Exercise data:
....
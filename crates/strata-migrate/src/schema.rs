//! Schema representation types.
//!
//! These types describe the structure of database tables and are used both
//! by the live schema feed (what the application declares) and by the
//! catalog (what migration history has created so far).

use std::fmt;
use std::path::Path;

use indexmap::IndexMap;
use serde::{Deserialize, Serialize};

use crate::error::{MigrateError, Result};

/// Length used for string-like columns declared without one.
pub const DEFAULT_STRING_LENGTH: u32 = 512;

/// On-delete action applied to reference columns unless told otherwise.
pub const DEFAULT_ONDELETE: &str = "CASCADE";

/// Default value for a column.
#[derive(Debug, Clone, PartialEq, Serialize, Deserialize)]
#[serde(rename_all = "lowercase")]
pub enum DefaultValue {
    /// Boolean default.
    Bool(bool),
    /// Integer default.
    Integer(i64),
    /// Float default.
    Float(f64),
    /// String default.
    String(String),
    /// Raw SQL expression (e.g., "CURRENT_TIMESTAMP").
    Expression(String),
}

/// A value that distinguishes "no change requested" from an explicit NULL.
#[derive(Debug, Clone, PartialEq, Eq, Default, Serialize, Deserialize)]
pub enum Delta<T> {
    /// Nothing requested.
    #[default]
    Unset,
    /// Explicitly set to NULL / no value.
    Null,
    /// Set to a value.
    Value(T),
}

impl<T> Delta<T> {
    /// Returns true unless this is `Unset`.
    #[must_use]
    pub const fn is_set(&self) -> bool {
        !matches!(self, Self::Unset)
    }

    /// Builds a set delta from an optional value (`None` becomes `Null`).
    #[must_use]
    pub fn from_option(value: Option<T>) -> Self {
        value.map_or(Self::Null, Self::Value)
    }

    /// Resolves a set delta to the optional value it stands for.
    ///
    /// Returns `None` for `Unset`.
    #[must_use]
    pub fn resolved(&self) -> Option<Option<&T>> {
        match self {
            Self::Unset => None,
            Self::Null => Some(None),
            Self::Value(v) => Some(Some(v)),
        }
    }
}

/// A parsed semantic column type.
#[derive(Debug, Clone, PartialEq, Eq)]
pub enum ColumnType {
    /// Auto-incrementing integer primary key.
    Id,
    /// Auto-incrementing 64-bit primary key.
    BigId,
    /// Bounded string.
    String,
    /// Unbounded text.
    Text,
    /// 32-bit integer.
    Integer,
    /// 64-bit integer.
    BigInt,
    /// Single precision float.
    Float,
    /// Double precision float.
    Double,
    /// Boolean.
    Boolean,
    /// Date only.
    Date,
    /// Time only.
    Time,
    /// Date and time.
    DateTime,
    /// Binary large object.
    Blob,
    /// JSON document.
    Json,
    /// Password hash (stored as a string).
    Password,
    /// Uploaded file name (stored as a string).
    Upload,
    /// Reference to another table's key.
    Reference {
        /// Referenced table.
        table: String,
        /// Referenced field, `id` when omitted.
        field: Option<String>,
    },
    /// 64-bit reference to another table's key.
    BigReference {
        /// Referenced table.
        table: String,
        /// Referenced field, `id` when omitted.
        field: Option<String>,
    },
    /// List of references, stored without a constraint.
    ListReference {
        /// Referenced table.
        table: String,
    },
    /// List of strings.
    ListString,
    /// List of integers.
    ListInteger,
    /// Fixed precision decimal.
    Decimal {
        /// Total digits.
        precision: u32,
        /// Digits after the decimal point.
        scale: u32,
    },
    /// Spatial geometry.
    Geometry(Spatial),
    /// Spatial geography.
    Geography(Spatial),
}

/// Extras carried by geometry and geography types.
#[derive(Debug, Clone, PartialEq, Eq)]
pub struct Spatial {
    /// Database schema holding the spatial column.
    pub schema: String,
    /// Spatial reference id.
    pub srid: u32,
    /// Coordinate dimension.
    pub dimension: u32,
}

impl Default for Spatial {
    fn default() -> Self {
        Self {
            schema: "public".to_string(),
            srid: 4326,
            dimension: 2,
        }
    }
}

impl ColumnType {
    /// Parses a semantic type string such as `"reference users"` or
    /// `"decimal(10,2)"`.
    ///
    /// # Errors
    ///
    /// Returns [`MigrateError::InvalidType`] for anything unrecognised.
    pub fn parse(type_: &str) -> Result<Self> {
        let invalid = || MigrateError::InvalidType(type_.to_string());
        let trimmed = type_.trim();

        let simple = match trimmed {
            "id" => Some(Self::Id),
            "big-id" => Some(Self::BigId),
            "string" => Some(Self::String),
            "text" => Some(Self::Text),
            "integer" => Some(Self::Integer),
            "bigint" => Some(Self::BigInt),
            "float" => Some(Self::Float),
            "double" => Some(Self::Double),
            "boolean" => Some(Self::Boolean),
            "date" => Some(Self::Date),
            "time" => Some(Self::Time),
            "datetime" => Some(Self::DateTime),
            "blob" => Some(Self::Blob),
            "json" => Some(Self::Json),
            "password" => Some(Self::Password),
            "upload" => Some(Self::Upload),
            "list:string" => Some(Self::ListString),
            "list:integer" => Some(Self::ListInteger),
            _ => None,
        };
        if let Some(simple) = simple {
            return Ok(simple);
        }

        if let Some(target) = trimmed.strip_prefix("list:reference ") {
            let table = target.trim();
            if table.is_empty() {
                return Err(invalid());
            }
            return Ok(Self::ListReference {
                table: table.to_string(),
            });
        }
        if let Some(target) = trimmed.strip_prefix("big-reference ") {
            let (table, field) = split_target(target).ok_or_else(invalid)?;
            return Ok(Self::BigReference { table, field });
        }
        if let Some(target) = trimmed.strip_prefix("reference ") {
            let (table, field) = split_target(target).ok_or_else(invalid)?;
            return Ok(Self::Reference { table, field });
        }
        if let Some(args) = call_args(trimmed, "decimal") {
            let [precision, scale] = args.as_slice() else {
                return Err(invalid());
            };
            return Ok(Self::Decimal {
                precision: precision.parse().map_err(|_| invalid())?,
                scale: scale.parse().map_err(|_| invalid())?,
            });
        }
        if let Some(args) = call_args(trimmed, "geometry") {
            return parse_spatial(&args).map(Self::Geometry).ok_or_else(invalid);
        }
        if let Some(args) = call_args(trimmed, "geography") {
            return parse_spatial(&args).map(Self::Geography).ok_or_else(invalid);
        }

        Err(invalid())
    }

    /// Returns true for types that carry a foreign key constraint.
    #[must_use]
    pub const fn is_reference(&self) -> bool {
        matches!(self, Self::Reference { .. } | Self::BigReference { .. })
    }

    /// Returns true for the auto-incrementing key types.
    #[must_use]
    pub const fn is_id(&self) -> bool {
        matches!(self, Self::Id | Self::BigId)
    }

    /// Length used when the column doesn't declare one.
    #[must_use]
    pub const fn default_length(&self) -> Option<u32> {
        match self {
            Self::String | Self::Password | Self::Upload => Some(DEFAULT_STRING_LENGTH),
            _ => None,
        }
    }

    /// The `(table, field)` a reference type points to.
    #[must_use]
    pub fn reference_target(&self) -> Option<(&str, &str)> {
        match self {
            Self::Reference { table, field } | Self::BigReference { table, field } => {
                Some((table, field.as_deref().unwrap_or("id")))
            }
            _ => None,
        }
    }
}

fn split_target(target: &str) -> Option<(String, Option<String>)> {
    let target = target.trim();
    if target.is_empty() || target.contains(char::is_whitespace) {
        return None;
    }
    match target.split_once('.') {
        Some((table, field)) if !table.is_empty() && !field.is_empty() => {
            Some((table.to_string(), Some(field.to_string())))
        }
        Some(_) => None,
        None => Some((target.to_string(), None)),
    }
}

fn call_args(type_: &str, name: &str) -> Option<Vec<String>> {
    let inner = type_.strip_prefix(name)?.trim_start();
    let inner = inner.strip_prefix('(')?.strip_suffix(')')?;
    if inner.trim().is_empty() {
        return Some(Vec::new());
    }
    Some(
        inner
            .split(',')
            .map(|arg| arg.trim().trim_matches(|c| c == '\'' || c == '"').to_string())
            .collect(),
    )
}

fn parse_spatial(args: &[String]) -> Option<Spatial> {
    let mut spatial = Spatial::default();
    if let Some(schema) = args.first() {
        spatial.schema.clone_from(schema);
    }
    if let Some(srid) = args.get(1) {
        spatial.srid = srid.parse().ok()?;
    }
    if let Some(dimension) = args.get(2) {
        spatial.dimension = dimension.parse().ok()?;
    }
    if args.len() > 3 {
        return None;
    }
    Some(spatial)
}

fn default_ondelete() -> String {
    DEFAULT_ONDELETE.to_string()
}

/// Schema definition for a column.
///
/// Columns are values: altering one produces a new `Column`.
#[derive(Debug, Clone, PartialEq, Serialize, Deserialize)]
pub struct Column {
    /// Column name.
    pub name: String,
    /// Semantic type string, parsed on demand by [`ColumnType::parse`].
    #[serde(rename = "type")]
    pub type_: String,
    /// Explicit length.
    #[serde(default)]
    pub length: Option<u32>,
    /// Whether the column rejects NULL.
    #[serde(default)]
    pub notnull: bool,
    /// Whether the column has a UNIQUE constraint.
    #[serde(default)]
    pub unique: bool,
    /// Default value.
    #[serde(default)]
    pub default: Option<DefaultValue>,
    /// On-delete action for reference columns.
    #[serde(default = "default_ondelete")]
    pub ondelete: String,
}

impl Column {
    /// Creates a new nullable column without default.
    #[must_use]
    pub fn new(name: impl Into<String>, type_: impl Into<String>) -> Self {
        Self {
            name: name.into(),
            type_: type_.into(),
            length: None,
            notnull: false,
            unique: false,
            default: None,
            ondelete: default_ondelete(),
        }
    }

    /// Sets an explicit length.
    #[must_use]
    pub const fn length(mut self, length: u32) -> Self {
        self.length = Some(length);
        self
    }

    /// Sets the column as NOT NULL.
    #[must_use]
    pub const fn notnull(mut self) -> Self {
        self.notnull = true;
        self
    }

    /// Sets the column as unique.
    #[must_use]
    pub const fn unique(mut self) -> Self {
        self.unique = true;
        self
    }

    /// Sets the default value.
    #[must_use]
    pub fn default(mut self, value: DefaultValue) -> Self {
        self.default = Some(value);
        self
    }

    /// Sets the on-delete action.
    #[must_use]
    pub fn ondelete(mut self, action: impl Into<String>) -> Self {
        self.ondelete = action.into();
        self
    }

    /// Parses the semantic type.
    ///
    /// # Errors
    ///
    /// Returns [`MigrateError::InvalidType`] if the type string is unknown.
    pub fn column_type(&self) -> Result<ColumnType> {
        ColumnType::parse(&self.type_)
    }
}

/// Schema definition for an index.
#[derive(Debug, Clone, PartialEq, Eq, Serialize, Deserialize)]
pub struct Index {
    /// Index name.
    pub name: String,
    /// Table the index belongs to.
    #[serde(default)]
    pub table: String,
    /// Indexed columns, in order.
    #[serde(default)]
    pub fields: Vec<String>,
    /// Indexed SQL expressions, after the fields.
    #[serde(default)]
    pub expressions: Vec<String>,
    /// Whether this is a unique index.
    #[serde(default)]
    pub unique: bool,
    /// Partial index predicate.
    #[serde(default, rename = "where")]
    pub where_clause: Option<String>,
}

impl Index {
    /// Creates a new non-unique index over `fields`.
    #[must_use]
    pub fn new<I, S>(name: impl Into<String>, table: impl Into<String>, fields: I) -> Self
    where
        I: IntoIterator<Item = S>,
        S: Into<String>,
    {
        Self {
            name: name.into(),
            table: table.into(),
            fields: fields.into_iter().map(Into::into).collect(),
            expressions: Vec::new(),
            unique: false,
            where_clause: None,
        }
    }

    /// Marks the index as unique.
    #[must_use]
    pub const fn unique(mut self) -> Self {
        self.unique = true;
        self
    }

    /// Adds an indexed expression.
    #[must_use]
    pub fn expression(mut self, expression: impl Into<String>) -> Self {
        self.expressions.push(expression.into());
        self
    }

    /// Sets the partial index predicate.
    #[must_use]
    pub fn where_clause(mut self, predicate: impl Into<String>) -> Self {
        self.where_clause = Some(predicate.into());
        self
    }
}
....
What is expected: Count up the lines of the data that include "trimmed". Reply with a number only.

Answer to this problem: 8